Supplied information:
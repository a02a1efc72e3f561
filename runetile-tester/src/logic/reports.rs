use anyhow::Result;
use colored::Colorize;
use std::io::Write;
use std::time::Duration;

use super::ScenarioResult;

fn success_rate(results: &[ScenarioResult]) -> f64 {
    let passed = results.iter().filter(|r| r.passed).count();
    runetile_game::numbers::percentage(passed, results.len())
}

/// Human-readable summary with colored pass/fail markers.
///
/// # Errors
///
/// Returns an error if writing to `out` fails.
pub fn generate_console_report(
    out: &mut dyn Write,
    results: &[ScenarioResult],
    total_duration: Duration,
) -> Result<()> {
    writeln!(out)?;
    writeln!(out, "{}", "📊 Logic Test Results Summary".bright_cyan().bold())?;
    writeln!(out, "{}", "==============================".cyan())?;

    let total_tests = results.len();
    let passed_tests = results.iter().filter(|r| r.passed).count();
    let failed_tests = total_tests - passed_tests;

    writeln!(out, "Total scenarios: {total_tests}")?;
    writeln!(out, "Passed: {}", passed_tests.to_string().green())?;
    writeln!(out, "Failed: {}", failed_tests.to_string().red())?;
    writeln!(out, "Success rate: {:.1}%", success_rate(results))?;
    writeln!(out, "Total time: {total_duration:?}")?;
    writeln!(out)?;

    for result in results {
        let status = if result.passed {
            "✅ PASS".green()
        } else {
            "❌ FAIL".red()
        };

        writeln!(
            out,
            "{} {} (seed {})",
            status,
            result.scenario_name.bold(),
            result.seed
        )?;
        writeln!(
            out,
            "   Iterations: {}/{} successful",
            result.successful_iterations, result.iterations_run
        )?;
        writeln!(out, "   Average time: {:?}", result.average_duration)?;

        if !result.failures.is_empty() {
            writeln!(out, "   Failures:")?;
            for failure in &result.failures {
                writeln!(out, "     • {}", failure.red())?;
            }
        }
        writeln!(out)?;
    }

    let fastest = results.iter().min_by_key(|r| r.average_duration);
    let slowest = results.iter().max_by_key(|r| r.average_duration);
    if let (Some(fastest), Some(slowest)) = (fastest, slowest) {
        writeln!(out, "{}", "⚡ Performance Summary".bright_yellow().bold())?;
        writeln!(out, "{}", "=====================".yellow())?;
        writeln!(
            out,
            "Fastest: {} ({:?})",
            fastest.scenario_name.green(),
            fastest.average_duration
        )?;
        writeln!(
            out,
            "Slowest: {} ({:?})",
            slowest.scenario_name.yellow(),
            slowest.average_duration
        )?;
    }
    Ok(())
}

/// # Errors
///
/// Returns an error if serialization or writing fails.
pub fn generate_json_report(out: &mut dyn Write, results: &[ScenarioResult]) -> Result<()> {
    serde_json::to_writer_pretty(&mut *out, results)?;
    writeln!(out)?;
    Ok(())
}

/// # Errors
///
/// Returns an error if writing to `out` fails.
pub fn generate_markdown_report(out: &mut dyn Write, results: &[ScenarioResult]) -> Result<()> {
    writeln!(out, "# RuneTile Logic Test Results\n")?;

    let total_tests = results.len();
    let passed_tests = results.iter().filter(|r| r.passed).count();

    writeln!(out, "## Summary\n")?;
    writeln!(out, "- **Total scenarios**: {total_tests}")?;
    writeln!(out, "- **Passed**: {passed_tests}")?;
    writeln!(out, "- **Failed**: {}", total_tests - passed_tests)?;
    writeln!(out, "- **Success rate**: {:.1}%\n", success_rate(results))?;

    writeln!(out, "## Detailed Results\n")?;

    for result in results {
        let status = if result.passed { "✅" } else { "❌" };

        writeln!(out, "### {} {} (seed {})\n", status, result.scenario_name, result.seed)?;
        writeln!(
            out,
            "- **Iterations**: {}/{} successful",
            result.successful_iterations, result.iterations_run
        )?;
        writeln!(out, "- **Average time**: {:?}", result.average_duration)?;

        if !result.failures.is_empty() {
            writeln!(out, "- **Failures**:")?;
            for failure in &result.failures {
                writeln!(out, "  - {failure}")?;
            }
        }
        writeln!(out)?;
    }
    Ok(())
}

#[cfg(test)]
mod tests {
    use super::*;

    fn sample(passed: bool) -> ScenarioResult {
        ScenarioResult {
            scenario_name: if passed { "smoke" } else { "economy" }.to_string(),
            seed: 42,
            passed,
            iterations_run: 2,
            successful_iterations: usize::from(passed) * 2,
            failures: if passed {
                Vec::new()
            } else {
                vec!["Balances drifted".to_string()]
            },
            average_duration: Duration::from_millis(3),
            performance_data: Vec::new(),
        }
    }

    #[test]
    fn markdown_lists_failures() {
        let mut buffer = Vec::new();
        generate_markdown_report(&mut buffer, &[sample(true), sample(false)]).unwrap();
        let text = String::from_utf8(buffer).unwrap();
        assert!(text.contains("- **Passed**: 1"));
        assert!(text.contains("- **Success rate**: 50.0%"));
        assert!(text.contains("  - Balances drifted"));
    }

    #[test]
    fn json_is_an_array_of_results() {
        let mut buffer = Vec::new();
        generate_json_report(&mut buffer, &[sample(true)]).unwrap();
        let value: serde_json::Value = serde_json::from_slice(&buffer).unwrap();
        assert_eq!(value[0]["scenario_name"], "smoke");
        assert_eq!(value[0]["seed"], 42);
    }

    #[test]
    fn console_handles_empty_results() {
        colored::control::set_override(false);
        let mut buffer = Vec::new();
        generate_console_report(&mut buffer, &[], Duration::ZERO).unwrap();
        let text = String::from_utf8(buffer).unwrap();
        assert!(text.contains("Total scenarios: 0"));
        assert!(!text.contains("Performance Summary"));
    }
}
use anyhow::{Context, Result};
use runetile_game::{
    PlayerStats, ProviderError, QuestProvider, QuestRecord, RewardPolicy, StatProvider,
};
use serde::Deserialize;
use std::path::Path;
use std::rc::Rc;

const DEFAULT_POLICY: &str = include_str!("../../../assets/data/reward_policy.json");
const DEFAULT_PLAYERS: &str = include_str!("../../../assets/data/players.json");

/// A scripted hiscores profile.
#[derive(Debug, Clone, Deserialize)]
pub struct PlayerFixture {
    pub name: String,
    pub stats: PlayerStats,
    #[serde(default)]
    pub quests: Vec<QuestRecord>,
}

/// Fixture-backed stat and quest providers. Clones share the fixture list.
#[derive(Debug, Clone)]
pub struct FixtureProviders {
    players: Rc<[PlayerFixture]>,
    offline: bool,
}

impl FixtureProviders {
    #[must_use]
    pub fn new(players: &[PlayerFixture]) -> Self {
        Self {
            players: players.into(),
            offline: false,
        }
    }

    /// Providers that fail every lookup, for outage scenarios.
    #[must_use]
    pub fn offline(mut self) -> Self {
        self.offline = true;
        self
    }

    fn find(&self, player_name: &str) -> Result<&PlayerFixture, ProviderError> {
        if self.offline {
            return Err(ProviderError::Unavailable("fixtures offline".to_string()));
        }
        self.players
            .iter()
            .find(|fixture| fixture.name.eq_ignore_ascii_case(player_name.trim()))
            .ok_or_else(|| ProviderError::NotFound(player_name.to_string()))
    }
}

impl StatProvider for FixtureProviders {
    fn fetch_stats(&self, player_name: &str) -> Result<PlayerStats, ProviderError> {
        self.find(player_name).map(|fixture| fixture.stats)
    }
}

impl QuestProvider for FixtureProviders {
    fn fetch_quests(&self, player_name: &str) -> Result<Vec<QuestRecord>, ProviderError> {
        self.find(player_name).map(|fixture| fixture.quests.clone())
    }
}

/// Policy and player fixtures shared by every scenario.
#[derive(Debug, Clone)]
pub struct TesterAssets {
    pub policy: RewardPolicy,
    pub players: Vec<PlayerFixture>,
}

impl TesterAssets {
    /// Assets compiled into the binary.
    ///
    /// # Errors
    ///
    /// Returns an error if the bundled JSON fails to parse or validate.
    pub fn load_default() -> Result<Self> {
        Self::from_json(DEFAULT_POLICY, DEFAULT_PLAYERS)
    }

    /// Bundled assets with optional on-disk overrides.
    ///
    /// # Errors
    ///
    /// Returns an error if an override cannot be read or any JSON is invalid.
    pub fn load(policy_path: Option<&Path>, players_path: Option<&Path>) -> Result<Self> {
        let policy = match policy_path {
            Some(path) => std::fs::read_to_string(path)
                .with_context(|| format!("reading policy {}", path.display()))?,
            None => DEFAULT_POLICY.to_string(),
        };
        let players = match players_path {
            Some(path) => std::fs::read_to_string(path)
                .with_context(|| format!("reading players {}", path.display()))?,
            None => DEFAULT_PLAYERS.to_string(),
        };
        Self::from_json(&policy, &players)
    }

    fn from_json(policy: &str, players: &str) -> Result<Self> {
        let policy = RewardPolicy::from_json(policy).context("parsing reward policy")?;
        let players: Vec<PlayerFixture> =
            serde_json::from_str(players).context("parsing player fixtures")?;
        anyhow::ensure!(!players.is_empty(), "player fixtures are empty");
        Ok(Self { policy, players })
    }

    #[must_use]
    pub fn providers(&self) -> FixtureProviders {
        FixtureProviders::new(&self.players)
    }
}

#[cfg(test)]
mod tests {
    use super::*;

    #[test]
    fn bundled_assets_load() {
        let assets = TesterAssets::load_default().unwrap();
        assert_eq!(assets.policy, RewardPolicy::default());
        assert!(assets.providers().fetch_stats("iron novice").is_ok());
    }

    #[test]
    fn providers_resolve_case_insensitively() {
        let assets = TesterAssets::load_default().unwrap();
        let providers = assets.providers();
        let stats = providers.fetch_stats("LYNX TITAN").unwrap();
        assert_eq!(stats.attack, 99);
        assert!(matches!(
            providers.fetch_quests("nobody"),
            Err(ProviderError::NotFound(_))
        ));
        assert!(matches!(
            providers.offline().fetch_stats("Lynx Titan"),
            Err(ProviderError::Unavailable(_))
        ));
    }

    #[test]
    fn missing_override_reports_path() {
        let err = TesterAssets::load(Some(Path::new("/nonexistent/policy.json")), None)
            .unwrap_err();
        assert!(format!("{err:#}").contains("/nonexistent/policy.json"));
    }
}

Goal of the exercise: Copy out, from the material above, each line where the word "ProviderError" is present.

Response:
    PlayerStats, ProviderError, QuestProvider, QuestRecord, RewardPolicy, StatProvider,
    fn find(&self, player_name: &str) -> Result<&PlayerFixture, ProviderError> {
            return Err(ProviderError::Unavailable("fixtures offline".to_string()));
            .ok_or_else(|| ProviderError::NotFound(player_name.to_string()))
    fn fetch_stats(&self, player_name: &str) -> Result<PlayerStats, ProviderError> {
    fn fetch_quests(&self, player_name: &str) -> Result<Vec<QuestRecord>, ProviderError> {
            Err(ProviderError::NotFound(_))
            Err(ProviderError::Unavailable(_))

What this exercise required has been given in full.